I sat on the grassy mound under the shady serenity of the peach tree, just like every other day this week, with my note-book on my lap and my palms under my chin.

My pen tapped quickly against the tip of my freckled nose as I alternated between staring at the blank, blue-lined page of my note-book and my little sister, splashing and frolicking in the lake, enjoying her swimming lesson.

I noticed, as she raced proudly out of the water, the first of the many children who were swimming (or trying to swim) to the shoreline to stand beside Dorothea, their swimming instructor. By the way Opal was grinning like a pompous king, she was glad to have been first. I don’t know how exactly I knew that. But I knew my sister, and she owned the biggest ego on planet earth.

I watched my younger sibling with a smile on my face, watching her pride inflate increasingly as the other children ran to join the line she had started and she rubbed it in their faces.

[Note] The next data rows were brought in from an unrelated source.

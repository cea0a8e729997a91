//! Solver oracle interface.
//!
//! The arc-flow crates never talk to a concrete LP/MIP library. They hand a
//! [`Model`] to anything implementing [`Solver`] and read back a [`Solution`].

use crate::Model;
use std::fmt;

/// Outcome class of a solve.
#[derive(Debug, Clone, Copy, PartialEq, Eq, Hash)]
pub enum SolverStatus {
    Optimal,
    Infeasible,
    Unbounded,
    /// Stopped before proving optimality: time or iteration limit, or a user interrupt.
    Interrupted,
    Unknown,
}

impl SolverStatus {
    pub fn is_optimal(self) -> bool {
        matches!(self, SolverStatus::Optimal)
    }

    pub fn is_interrupted(self) -> bool {
        matches!(self, SolverStatus::Interrupted)
    }

    pub fn as_str(self) -> &'static str {
        match self {
            SolverStatus::Optimal => "optimal",
            SolverStatus::Infeasible => "infeasible",
            SolverStatus::Unbounded => "unbounded",
            SolverStatus::Interrupted => "interrupted",
            SolverStatus::Unknown => "unknown",
        }
    }
}

impl fmt::Display for SolverStatus {
    fn fmt(&self, f: &mut fmt::Formatter<'_>) -> fmt::Result {
        f.write_str(self.as_str())
    }
}

/// Errors a backend raises before or instead of producing a [`Solution`].
#[derive(Debug, Clone, PartialEq)]
pub enum SolverError {
    EmptyModel,
    NoObjective,
    InvalidVariableId(u32),
    /// Backend failure, carrying the backend's own message.
    SolverSpecific(String),
}

impl SolverError {
    pub fn code(&self) -> &'static str {
        match self {
            SolverError::EmptyModel => "SOLVER_EMPTY_MODEL",
            SolverError::NoObjective => "SOLVER_NO_OBJECTIVE",
            SolverError::InvalidVariableId(_) => "SOLVER_INVALID_VARIABLE_ID",
            SolverError::SolverSpecific(_) => "SOLVER_SPECIFIC",
        }
    }
}

impl fmt::Display for SolverError {
    fn fmt(&self, f: &mut fmt::Formatter<'_>) -> fmt::Result {
        match self {
            SolverError::EmptyModel => write!(f, "[{}] Nothing to solve: the model has no columns", self.code()),
            SolverError::NoObjective => write!(f, "[{}] Objective sense was never set", self.code()),
            SolverError::InvalidVariableId(id) => {
                write!(f, "[{}] Objective refers to missing column {}", self.code(), id)
            }
            SolverError::SolverSpecific(msg) => {
                write!(f, "[{}] Backend failure: {}", self.code(), msg)
            }
        }
    }
}

impl std::error::Error for SolverError {}

/// Primal point returned by a backend.
///
/// A non-optimal status is not an error at this layer; `primal_values` may be
/// empty when the backend has no point to report.
#[derive(Debug, Clone)]
pub struct Solution {
    /// Indexed by [`crate::VariableId::index`].
    pub primal_values: Vec<f64>,
    pub objective_value: f64,
    pub status: SolverStatus,
    pub solve_time_seconds: f64,
}

impl Solution {
    pub fn get_primal(&self, index: usize) -> Option<f64> {
        self.primal_values.get(index).copied()
    }

    pub fn is_optimal(&self) -> bool {
        self.status.is_optimal()
    }
}

/// Backend options. Unset fields keep the backend default.
#[derive(Debug, Clone, Default, PartialEq)]
pub struct SolverConfig {
    /// Seconds.
    pub time_limit: Option<f64>,
    /// Relative MIP gap.
    pub mip_gap: Option<f64>,
    pub threads: Option<u32>,
    pub log_to_console: Option<bool>,
}

impl SolverConfig {
    pub fn new() -> Self {
        Self::default()
    }

    pub fn with_time_limit(mut self, seconds: f64) -> Self {
        self.time_limit = Some(seconds);
        self
    }

    pub fn with_mip_gap(mut self, gap: f64) -> Self {
        self.mip_gap = Some(gap);
        self
    }

    pub fn with_threads(mut self, count: u32) -> Self {
        self.threads = Some(count);
        self
    }

    pub fn with_log_to_console(mut self, enabled: bool) -> Self {
        self.log_to_console = Some(enabled);
        self
    }
}

/// The oracle every LP/MIP backend implements.
pub trait Solver {
    fn solve(&mut self, model: &Model) -> Result<Solution, SolverError>;
}

#[cfg(test)]
#[allow(clippy::float_cmp)]
mod tests {
    use super::*;

    #[test]
    fn interrupted_is_neither_optimal_nor_failed() {
        assert!(SolverStatus::Optimal.is_optimal());
        assert!(!SolverStatus::Interrupted.is_optimal());
        assert!(SolverStatus::Interrupted.is_interrupted());
        assert!(!SolverStatus::Unknown.is_interrupted());
        assert_eq!(SolverStatus::Interrupted.to_string(), "interrupted");
    }

    #[test]
    fn solver_error_display() {
        assert_eq!(
            SolverError::EmptyModel.to_string(),
            "[SOLVER_EMPTY_MODEL] Nothing to solve: the model has no columns"
        );
        assert!(SolverError::InvalidVariableId(42).to_string().contains("42"));
        assert!(SolverError::SolverSpecific("oops".to_string())
            .to_string()
            .starts_with("[SOLVER_SPECIFIC]"));
    }

    #[test]
    fn solution_accessors() {
        let solution = Solution {
            primal_values: vec![1.0, 2.0],
            objective_value: 3.0,
            status: SolverStatus::Optimal,
            solve_time_seconds: 0.1,
        };
        assert_eq!(solution.get_primal(1), Some(2.0));
        assert_eq!(solution.get_primal(2), None);
        assert!(solution.is_optimal());
    }

    #[test]
    fn config_builder_sets_only_requested_fields() {
        let config = SolverConfig::new().with_time_limit(60.0).with_threads(4);
        assert_eq!(config.time_limit, Some(60.0));
        assert_eq!(config.threads, Some(4));
        assert_eq!(config.mip_gap, None);
        assert_eq!(config.log_to_console, None);
        assert_ne!(config, SolverConfig::default());
    }
}
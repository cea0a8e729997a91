//! Linear model assembly for a built network.

use crate::formulation::Formulation;
use crate::warm_start::WarmStart;
use serde::Serialize;
use ssp_core::{Arc, ArcId, ArcKind, FlowValues, Instance, Network};
use ssp_model::{Bounds, Expr, Model, ModelError, Solution, Variable, VariableId};

/// Options for [`assemble`].
#[derive(Debug, Clone, Default)]
pub struct AssemblyOptions {
    /// Continuous variables instead of integer ones.
    pub relaxed: bool,
    /// Objective cut `objective <= bound`.
    pub bound: Option<f64>,
    /// Primal start hints.
    pub warm_start: Option<WarmStart>,
}

impl AssemblyOptions {
    pub fn new() -> Self {
        Self::default()
    }

    pub fn with_relaxed(mut self, relaxed: bool) -> Self {
        self.relaxed = relaxed;
        self
    }

    pub fn with_bound(mut self, bound: f64) -> Self {
        self.bound = Some(bound);
        self
    }

    pub fn with_warm_start(mut self, warm_start: WarmStart) -> Self {
        self.warm_start = Some(warm_start);
        self
    }
}

/// Size of an assembled model.
#[derive(Debug, Clone, Copy, PartialEq, Eq, Serialize)]
pub struct ModelStats {
    pub variables: usize,
    pub constraints: usize,
    pub nonzeros: usize,
}

/// A model with one column per network arc.
#[derive(Debug, Clone)]
pub struct FlowModel {
    formulation: Formulation,
    model: Model,
    columns: Vec<VariableId>,
}

impl FlowModel {
    pub fn formulation(&self) -> Formulation {
        self.formulation
    }

    pub fn model(&self) -> &Model {
        &self.model
    }

    pub fn into_model(self) -> Model {
        self.model
    }

    /// Column of arc `id`.
    ///
    /// # Panics
    ///
    /// Panics if `id` does not belong to the assembled network.
    pub fn variable(&self, id: ArcId) -> VariableId {
        self.columns[id.index()]
    }

    pub fn stats(&self) -> ModelStats {
        ModelStats {
            variables: self.model.num_variables(),
            constraints: self.model.num_constraints(),
            nonzeros: self.model.num_coefficients(),
        }
    }

    /// Per-arc values read from a solved model. Missing columns read as zero.
    pub fn flow_values(&self, network: &Network, solution: &Solution) -> FlowValues {
        FlowValues::from_ids(
            network,
            self.columns.iter().enumerate().map(|(index, var)| {
                (
                    ArcId::new(index as u32),
                    solution.get_primal(var.index()).unwrap_or(0.0),
                )
            }),
        )
    }
}

/// Sum of the columns of `ids`.
pub(crate) fn arc_sum(columns: &[VariableId], ids: impl IntoIterator<Item = ArcId>) -> Expr {
    Expr::sum(ids.into_iter().map(|id| columns[id.index()]))
}

fn is_slack(network: &Network, arc: &Arc) -> bool {
    arc.kind == ArcKind::Reflect
        && arc.item.is_none()
        && arc.start == network.threshold()
        && arc.end == network.threshold()
}

/// Assemble the maximization model of `formulation` over `network`.
pub fn assemble(
    instance: &Instance,
    formulation: Formulation,
    network: &Network,
    options: &AssemblyOptions,
) -> Result<FlowModel, ModelError> {
    let mut model = Model::new();
    let mut columns = Vec::with_capacity(network.len());
    for (id, arc) in network.arcs() {
        let upper = match arc.item {
            Some(item) => f64::from(instance.availability(item)),
            None => f64::INFINITY,
        };
        let lower = if is_slack(network, arc) {
            f64::NEG_INFINITY
        } else {
            0.0
        };
        let bounds = Bounds::new(lower, upper);
        let variable = if options.relaxed {
            Variable::continuous(bounds)
        } else {
            Variable::integer(bounds)
        };
        let var = model.add_variable(variable)?;
        model.set_variable_name(var, network.arc_name(id))?;
        columns.push(var);
    }

    let objective = match formulation {
        Formulation::ArcFlow => crate::plain::add_rows(&mut model, network, &columns)?,
        Formulation::LossArcFlow => crate::loss::add_rows(&mut model, network, &columns)?,
        Formulation::Reflect => crate::reflect::add_rows(&mut model, network, &columns)?,
    };

    for (item, _, availability) in instance.items() {
        let used = arc_sum(&columns, network.item_arcs(item));
        let row = model.add_constraint_expr(used.at_most(f64::from(availability)))?;
        model.set_constraint_name(row, format!("capacity[{}]", item))?;
    }

    if let Some(bound) = options.bound {
        let row = model.add_constraint_expr(objective.at_most(bound))?;
        model.set_constraint_name(row, "bound".to_string())?;
    }
    model.maximize(objective)?;

    if let Some(start) = &options.warm_start {
        for (id, value) in start.iter() {
            if let Some(&var) = columns.get(id.index()) {
                model.set_primal_start(var, value)?;
            }
        }
    }

    let flow_model = FlowModel {
        formulation,
        model,
        columns,
    };
    let stats = flow_model.stats();
    tracing::debug!(
        component = "arcflow",
        operation = "assemble",
        status = "success",
        formulation = formulation.as_str(),
        variables = stats.variables,
        constraints = stats.constraints,
        nonzeros = stats.nonzeros,
        relaxed = options.relaxed,
        warm_start = options.warm_start.is_some(),
        "Assembled model"
    );
    Ok(flow_model)
}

A shadow fell across my feet and I looked up, grinning at Beck as he took a seat beside me. Today he was wearing a simple gray T-shirt and baggy gray board shorts. His hair was wet and messy and he grinned at me, showing me all of his teeth.

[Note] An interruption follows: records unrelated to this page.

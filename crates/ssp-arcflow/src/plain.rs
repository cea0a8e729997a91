//! Plain arc-flow: segment arcs clipped at the threshold.

use crate::assemble::arc_sum;
use crate::decode::DecodeError;
use crate::formulation::Formulation;
use crate::warm_start::{WarmStart, WarmStartError};
use ssp_core::{
    Arc, ArcId, ArcNaming, DecodedPattern, FlowValues, Instance, Network, Node, PathStep, Pattern,
    Tolerance,
};
use ssp_model::{Expr, Model, ModelError, VariableId};

/// Expand every active node by up to `b_i` copies of each item, in item order.
///
/// Nodes reached while an item is processed are only expanded by later items.
pub fn build_network(instance: &Instance) -> Network {
    let threshold = instance.threshold() as Node;
    let mut network = Network::new(instance.threshold(), ArcNaming::Short);
    for (item, length, availability) in instance.items() {
        let length = length as Node;
        for node in network.nodes().snapshot_desc() {
            if node == threshold {
                continue;
            }
            for rep in 0..Node::from(availability) {
                let start = node + rep * length;
                if start >= threshold {
                    break;
                }
                let end = threshold.min(start + length);
                network.add_arc(Arc::segment(start, end, item));
                network.activate(end);
            }
        }
    }
    network
}

/// Replay each pattern from node 0 in ascending item order.
pub fn warm_start(
    instance: &Instance,
    network: &Network,
    patterns: &[Pattern],
) -> Result<WarmStart, WarmStartError> {
    let threshold = network.threshold();
    let mut start_values = WarmStart::new();
    for pattern in patterns {
        let mut start: Node = 0;
        for item in pattern.items() {
            let end = threshold.min(start + instance.length(item) as Node);
            start_values.add(network, Arc::segment(start, end, item), 1.0)?;
            start = end;
        }
    }
    Ok(start_values)
}

/// Conservation at every active node except 0 and T. Returns the objective:
/// total flow leaving node 0.
pub(crate) fn add_rows(
    model: &mut Model,
    network: &Network,
    columns: &[VariableId],
) -> Result<Expr, ModelError> {
    let threshold = network.threshold();
    for node in network.nodes().iter() {
        if node == 0 || node == threshold {
            continue;
        }
        let outflow = arc_sum(columns, network.outgoing(node).iter().copied());
        let inflow = arc_sum(columns, network.incoming(node).iter().copied());
        let row = model.add_constraint_expr(outflow.equal_to(&inflow))?;
        model.set_constraint_name(row, format!("flow[{}]", node))?;
    }
    Ok(arc_sum(columns, network.outgoing(0).iter().copied()))
}

/// Peel paths from node 0 to T, taking the first positive outgoing arc at
/// every node.
pub fn decode(
    instance: &Instance,
    network: &Network,
    flow: &FlowValues,
    tol: Tolerance,
) -> Result<Vec<DecodedPattern>, DecodeError> {
    let threshold = network.threshold();
    let mut vals = flow.clone();
    let mut patterns = Vec::new();

    for &first in network.outgoing(0) {
        while vals.is_positive(first, tol) {
            let mut path: Vec<ArcId> = vec![first];
            let mut bound = vals.get(first);
            let mut node = network[first].end;
            while node < threshold {
                let next = network
                    .outgoing(node)
                    .iter()
                    .copied()
                    .find(|&id| vals.is_positive(id, tol))
                    .ok_or(DecodeError::FlowInconsistency {
                        node,
                        formulation: Formulation::ArcFlow,
                    })?;
                bound = bound.min(vals.get(next));
                path.push(next);
                node = network[next].end;
            }
            for &id in &path {
                vals.sub(id, bound);
            }
            let steps = path
                .iter()
                .filter_map(|&id| network[id].item.map(PathStep::Item));
            patterns.push(DecodedPattern::from_steps(instance, bound, steps));
        }
    }
    Ok(patterns)
}

#[cfg(test)]
mod tests {
    #![allow(clippy::float_cmp)]

    use super::*;

    fn instance() -> Instance {
        Instance::new(10, vec![6, 5, 4, 3], vec![1, 1, 2, 4]).unwrap()
    }

    #[test]
    fn first_item_opens_node_six() {
        let single = Instance::new(10, vec![6], vec![1]).unwrap();
        let network = build_network(&single);
        assert_eq!(network.nodes().iter().collect::<Vec<_>>(), vec![0, 6]);
        assert_eq!(network.len(), 1);
        assert!(network.find(&Arc::segment(0, 6, 0)).is_some());
    }

    #[test]
    fn threshold_never_expands() {
        let network = build_network(&instance());
        assert!(network.nodes().contains(10));
        assert!(network.outgoing(10).is_empty());
        for (_, arc) in network.arcs() {
            assert!(arc.end <= 10);
            assert!(arc.start < arc.end);
        }
    }

    #[test]
    fn repetitions_chain_from_snapshot_nodes() {
        let network = build_network(&instance());
        // item 3 (length 3, four copies) from node 0
        for (start, end) in [(0, 3), (3, 6), (6, 9), (9, 10)] {
            assert!(network.find(&Arc::segment(start, end, 3)).is_some());
        }
        // item 2 from node 6 clips at 10
        assert!(network.find(&Arc::segment(6, 10, 2)).is_some());
        // item 0 is processed first, so nothing but node 0 feeds it
        assert_eq!(network.item_arcs(0).count(), 1);
    }

    #[test]
    fn warm_start_clips_at_threshold() {
        let inst = instance();
        let network = build_network(&inst);
        let start = warm_start(&inst, &network, &[Pattern::from_items([0, 3, 3])]).unwrap();
        assert_eq!(start.get(network.find(&Arc::segment(0, 6, 0)).unwrap()), 1.0);
        assert_eq!(start.get(network.find(&Arc::segment(6, 9, 3)).unwrap()), 1.0);
        assert_eq!(start.get(network.find(&Arc::segment(9, 10, 3)).unwrap()), 1.0);
        assert_eq!(start.len(), 3);
    }

    #[test]
    fn decode_follows_insertion_order() {
        let inst = instance();
        let network = build_network(&inst);
        let flow = FlowValues::from_arcs(
            &network,
            [
                (Arc::segment(0, 6, 0), 1.0),
                (Arc::segment(6, 9, 3), 1.0),
                (Arc::segment(9, 10, 3), 1.0),
            ],
        )
        .unwrap();
        let patterns = decode(&inst, &network, &flow, Tolerance::default()).unwrap();
        assert_eq!(patterns.len(), 1);
        assert_eq!(patterns[0].multiplicity, 1.0);
        assert_eq!(patterns[0].length, 12);
        assert_eq!(patterns[0].pattern(), Pattern::from_items([0, 3, 3]));
        // the caller's flow is untouched
        assert_eq!(flow.get(network.find(&Arc::segment(0, 6, 0)).unwrap()), 1.0);
    }

    #[test]
    fn dead_end_reports_node() {
        let inst = instance();
        let network = build_network(&inst);
        let flow = FlowValues::from_arcs(
            &network,
            [(Arc::segment(0, 6, 0), 1.0), (Arc::segment(6, 9, 3), 1.0)],
        )
        .unwrap();
        assert_eq!(
            decode(&inst, &network, &flow, Tolerance::default()),
            Err(DecodeError::FlowInconsistency {
                node: 9,
                formulation: Formulation::ArcFlow
            })
        );
    }

    #[test]
    fn fractional_flow_splits_by_bound() {
        let inst = instance();
        let network = build_network(&inst);
        let flow = FlowValues::from_arcs(
            &network,
            [
                (Arc::segment(0, 6, 0), 0.75),
                (Arc::segment(6, 10, 2), 0.5),
                (Arc::segment(6, 9, 3), 0.25),
                (Arc::segment(9, 10, 3), 0.25),
            ],
        )
        .unwrap();
        let patterns = decode(&inst, &network, &flow, Tolerance::default()).unwrap();
        assert_eq!(patterns.len(), 2);
        let total: f64 = patterns.iter().map(|p| p.multiplicity).sum();
        assert_eq!(total, 0.75);
    }
}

“What’s up?” Beck asked with a jovial look on his face.

I shrugged nonchalantly. “Watching Opal swim.”

He looked out on the shore, where Opal had gotten back into the glistening, sun kissed water, proceeding to glide her arms in front of her and her legs behind her in one large triangle, a breast stroke that rivaled Phelps’.

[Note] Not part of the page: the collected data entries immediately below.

//! JSON file caches for taxonomy and hotspot data.
//!
//! Both caches follow the same policy: read the file if it exists and is
//! younger than its expiry, otherwise refetch from the API and rewrite it.
//! Staleness is judged by file modification time.

use std::collections::HashMap;
use std::fs;
use std::path::{Path, PathBuf};
use std::time::Duration;

use chrono::Local;

use crate::client::EbirdClient;
use crate::error::EbirdError;
use crate::types::Hotspot;

pub const TAXONOMY_CACHE_FILE: &str = "taxonomy_cache.json";
pub const HOTSPOT_CACHE_FILE: &str = "hotspot_cache.json";

pub const DEFAULT_TAXONOMY_EXPIRY_DAYS: u64 = 180;
pub const DEFAULT_HOTSPOT_EXPIRY_DAYS: u64 = 1;

const SECS_PER_DAY: u64 = 86_400;

/// True when the file is missing, unreadable, or older than `max_age`.
fn is_stale(path: &Path, max_age: Duration) -> bool {
    let modified = match fs::metadata(path).and_then(|m| m.modified()) {
        Ok(modified) => modified,
        Err(_) => return true,
    };
    match modified.elapsed() {
        Ok(age) => age >= max_age,
        // Modification time in the future; treat as fresh
        Err(_) => false,
    }
}

fn write_json<T: serde::Serialize>(path: &Path, value: &T) -> Result<(), EbirdError> {
    if let Some(parent) = path.parent() {
        fs::create_dir_all(parent)
            .map_err(|e| EbirdError::CacheError(format!("create {}: {}", parent.display(), e)))?;
    }
    let contents = serde_json::to_string_pretty(value)
        .map_err(|e| EbirdError::CacheError(e.to_string()))?;
    fs::write(path, contents)
        .map_err(|e| EbirdError::CacheError(format!("write {}: {}", path.display(), e)))
}

fn read_json<T: serde::de::DeserializeOwned>(path: &Path) -> Result<T, EbirdError> {
    let contents = fs::read_to_string(path)
        .map_err(|e| EbirdError::CacheError(format!("read {}: {}", path.display(), e)))?;
    serde_json::from_str(&contents)
        .map_err(|e| EbirdError::CacheError(format!("parse {}: {}", path.display(), e)))
}

/// Cache mapping species code to common name for the full eBird taxonomy.
#[derive(Debug)]
pub struct TaxonomyCache {
    path: PathBuf,
    max_age: Duration,
}

impl TaxonomyCache {
    pub fn new(cache_dir: &Path) -> Self {
        Self::with_expiry_days(cache_dir, DEFAULT_TAXONOMY_EXPIRY_DAYS)
    }

    pub fn with_expiry_days(cache_dir: &Path, days: u64) -> Self {
        Self {
            path: cache_dir.join(TAXONOMY_CACHE_FILE),
            max_age: Duration::from_secs(days * SECS_PER_DAY),
        }
    }

    pub fn is_stale(&self) -> bool {
        is_stale(&self.path, self.max_age)
    }

    /// Load the cached taxonomy, refetching and rewriting the file when
    /// missing or expired.
    pub async fn load(&self, client: &EbirdClient) -> Result<HashMap<String, String>, EbirdError> {
        if self.is_stale() {
            return self.refresh(client).await;
        }
        tracing::debug!(path = %self.path.display(), "using cached taxonomy");
        read_json(&self.path)
    }

    /// Force-regenerate the cache file from the API.
    pub async fn refresh(
        &self,
        client: &EbirdClient,
    ) -> Result<HashMap<String, String>, EbirdError> {
        tracing::info!(path = %self.path.display(), "regenerating taxonomy cache");
        let taxonomy = client.get_taxonomy().await?;
        let mapping: HashMap<String, String> = taxonomy
            .into_iter()
            .map(|t| (t.species_code, t.com_name))
            .collect();
        write_json(&self.path, &mapping)?;
        Ok(mapping)
    }
}

/// Cache of active hotspots for a region.
///
/// Only hotspots with an observation inside the day window are kept; entries
/// without a parseable `latestObsDt` are dropped at refresh time.
#[derive(Debug)]
pub struct HotspotCache {
    path: PathBuf,
    max_age: Duration,
}

impl HotspotCache {
    pub fn new(cache_dir: &Path) -> Self {
        Self::with_expiry_days(cache_dir, DEFAULT_HOTSPOT_EXPIRY_DAYS)
    }

    pub fn with_expiry_days(cache_dir: &Path, days: u64) -> Self {
        Self {
            path: cache_dir.join(HOTSPOT_CACHE_FILE),
            max_age: Duration::from_secs(days * SECS_PER_DAY),
        }
    }

    pub fn is_stale(&self) -> bool {
        is_stale(&self.path, self.max_age)
    }

    /// Load the cached hotspot list, refetching and rewriting the file when
    /// missing or expired.
    pub async fn load(
        &self,
        client: &EbirdClient,
        region: &str,
        days_back: u32,
    ) -> Result<Vec<Hotspot>, EbirdError> {
        if self.is_stale() {
            return self.refresh(client, region, days_back).await;
        }
        tracing::debug!(path = %self.path.display(), "using cached hotspots");
        read_json(&self.path)
    }

    /// Force-regenerate the cache file from the API.
    pub async fn refresh(
        &self,
        client: &EbirdClient,
        region: &str,
        days_back: u32,
    ) -> Result<Vec<Hotspot>, EbirdError> {
        tracing::info!(region, days_back, "regenerating hotspot cache");
        let cutoff = Local::now().naive_local() - chrono::Duration::days(i64::from(days_back));
        let hotspots: Vec<Hotspot> = client
            .get_hotspots(region, days_back)
            .await?
            .into_iter()
            .filter(|spot| spot.last_observed().is_some_and(|t| t >= cutoff))
            .collect();
        write_json(&self.path, &hotspots)?;
        Ok(hotspots)
    }
}

#[cfg(test)]
mod tests {
    #![allow(clippy::unwrap_used, clippy::expect_used, clippy::panic)]
    use super::*;
    use crate::types::EBIRD_DATETIME_FORMAT;
    use wiremock::matchers::{method, path as url_path};
    use wiremock::{Mock, MockServer, ResponseTemplate};

    fn taxonomy_body() -> serde_json::Value {
        serde_json::json!([
            {"sciName": "Calypte anna", "comName": "Anna's Hummingbird", "speciesCode": "annhum"},
            {"sciName": "Taeniopygia guttata", "comName": "Zebra Finch", "speciesCode": "zebfin"}
        ])
    }

    #[tokio::test]
    async fn test_taxonomy_fetch_writes_file() {
        let mock_server = MockServer::start().await;
        Mock::given(method("GET"))
            .and(url_path("/ref/taxonomy/ebird"))
            .respond_with(ResponseTemplate::new(200).set_body_json(taxonomy_body()))
            .mount(&mock_server)
            .await;

        let dir = tempfile::tempdir().unwrap();
        let client = EbirdClient::with_base_url("key", &mock_server.uri());
        let cache = TaxonomyCache::new(dir.path());

        let mapping = cache.load(&client).await.unwrap();
        assert_eq!(mapping.get("annhum").map(String::as_str), Some("Anna's Hummingbird"));
        assert!(dir.path().join(TAXONOMY_CACHE_FILE).exists());
    }

    #[tokio::test]
    async fn test_taxonomy_second_load_uses_file() {
        let mock_server = MockServer::start().await;
        Mock::given(method("GET"))
            .and(url_path("/ref/taxonomy/ebird"))
            .respond_with(ResponseTemplate::new(200).set_body_json(taxonomy_body()))
            .expect(1)
            .mount(&mock_server)
            .await;

        let dir = tempfile::tempdir().unwrap();
        let client = EbirdClient::with_base_url("key", &mock_server.uri());
        let cache = TaxonomyCache::new(dir.path());

        cache.load(&client).await.unwrap();
        let mapping = cache.load(&client).await.unwrap();
        assert_eq!(mapping.len(), 2);
    }

    #[tokio::test]
    async fn test_taxonomy_zero_expiry_always_refetches() {
        let mock_server = MockServer::start().await;
        Mock::given(method("GET"))
            .and(url_path("/ref/taxonomy/ebird"))
            .respond_with(ResponseTemplate::new(200).set_body_json(taxonomy_body()))
            .expect(2)
            .mount(&mock_server)
            .await;

        let dir = tempfile::tempdir().unwrap();
        let client = EbirdClient::with_base_url("key", &mock_server.uri());
        let cache = TaxonomyCache::with_expiry_days(dir.path(), 0);

        cache.load(&client).await.unwrap();
        cache.load(&client).await.unwrap();
    }

    #[tokio::test]
    async fn test_taxonomy_corrupt_file_is_cache_error() {
        let dir = tempfile::tempdir().unwrap();
        fs::write(dir.path().join(TAXONOMY_CACHE_FILE), "{not json").unwrap();

        let client = EbirdClient::with_base_url("key", "http://127.0.0.1:9");
        let cache = TaxonomyCache::new(dir.path());

        let result = cache.load(&client).await;
        assert!(matches!(result, Err(EbirdError::CacheError(_))));
    }

    #[tokio::test]
    async fn test_hotspot_refresh_filters_inactive() {
        let recent = Local::now().naive_local().format(EBIRD_DATETIME_FORMAT).to_string();

        let mock_server = MockServer::start().await;
        Mock::given(method("GET"))
            .and(url_path("/ref/hotspot/US-VA"))
            .respond_with(ResponseTemplate::new(200).set_body_json(serde_json::json!([
                {"locId": "L1", "locName": "Ivy Creek", "lat": 38.09, "lng": -78.49,
                 "latestObsDt": recent},
                {"locId": "L2", "locName": "Sleepy Marsh", "lat": 38.0, "lng": -78.0,
                 "latestObsDt": "1970-01-01 00:00"},
                {"locId": "L3", "locName": "Never Visited", "lat": 38.1, "lng": -78.1}
            ])))
            .mount(&mock_server)
            .await;

        let dir = tempfile::tempdir().unwrap();
        let client = EbirdClient::with_base_url("key", &mock_server.uri());
        let cache = HotspotCache::new(dir.path());

        let hotspots = cache.refresh(&client, "US-VA", 14).await.unwrap();
        assert_eq!(hotspots.len(), 1);
        assert_eq!(hotspots[0].loc_id, "L1");
    }

    #[tokio::test]
    async fn test_hotspot_cached_file_roundtrip() {
        let recent = Local::now().naive_local().format(EBIRD_DATETIME_FORMAT).to_string();

        let mock_server = MockServer::start().await;
        Mock::given(method("GET"))
            .and(url_path("/ref/hotspot/US-VA"))
            .respond_with(ResponseTemplate::new(200).set_body_json(serde_json::json!([
                {"locId": "L1", "locName": "Ivy Creek", "lat": 38.09, "lng": -78.49,
                 "latestObsDt": recent}
            ])))
            .expect(1)
            .mount(&mock_server)
            .await;

        let dir = tempfile::tempdir().unwrap();
        let client = EbirdClient::with_base_url("key", &mock_server.uri());
        let cache = HotspotCache::new(dir.path());

        cache.load(&client, "US-VA", 14).await.unwrap();
        let hotspots = cache.load(&client, "US-VA", 14).await.unwrap();
        assert_eq!(hotspots.len(), 1);
        assert_eq!(hotspots[0].loc_name, "Ivy Creek");
    }
}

We were quiet for a while, watching without words.

“What are you writing?” Beck asked suddenly and with curiosity as he reached for the note-book.

I snatched it away and closed it before his hands could touch it, tucking it behind my back. “It’s nothing you need to worry about.”

“Aw come on Amber; we’re all friends here,” he tried to joke and then his face grew very serious. “I’ve wanted to know what was in that note-book since the first day I saw you. Is it a diary? A memoir? Come on Amber, help me out here!”

“You only wanted me for my note-book,” I joked weakly, and he cast me a dark look.

I sighed.

“I really don’t want to show it to you, okay? It’s not that big of a deal.”

Beck dropped to the grass beside me. “The curiosity is killing me.”

“Really?”

I was shocked.

No one ever took an interest in my writings before. I mean, of course my mom and my dad knew about my literary interests, but they were busy people; they didn’t have time to sit around and read every single piece of my dreams that came to mind on blue lined paper.

And maybe that was a good thing.

My poetry became the one place where I didn’t have to be shy, my mind, blue lines and fragments of beautiful lyric infused words were my friends, the hum of rhyme, devices and symbols were my imprints on a world that was solely devoted to me. To have a finished piece of writing in my hands equated to a numbing sensation. Like swirls of color, my art came from the ink nib of a ball point pen, spewed words my line, my form, my design.

It was my magic.

And I wasn’t sure if I wanted to share my magic with Beck, the new friend in my life.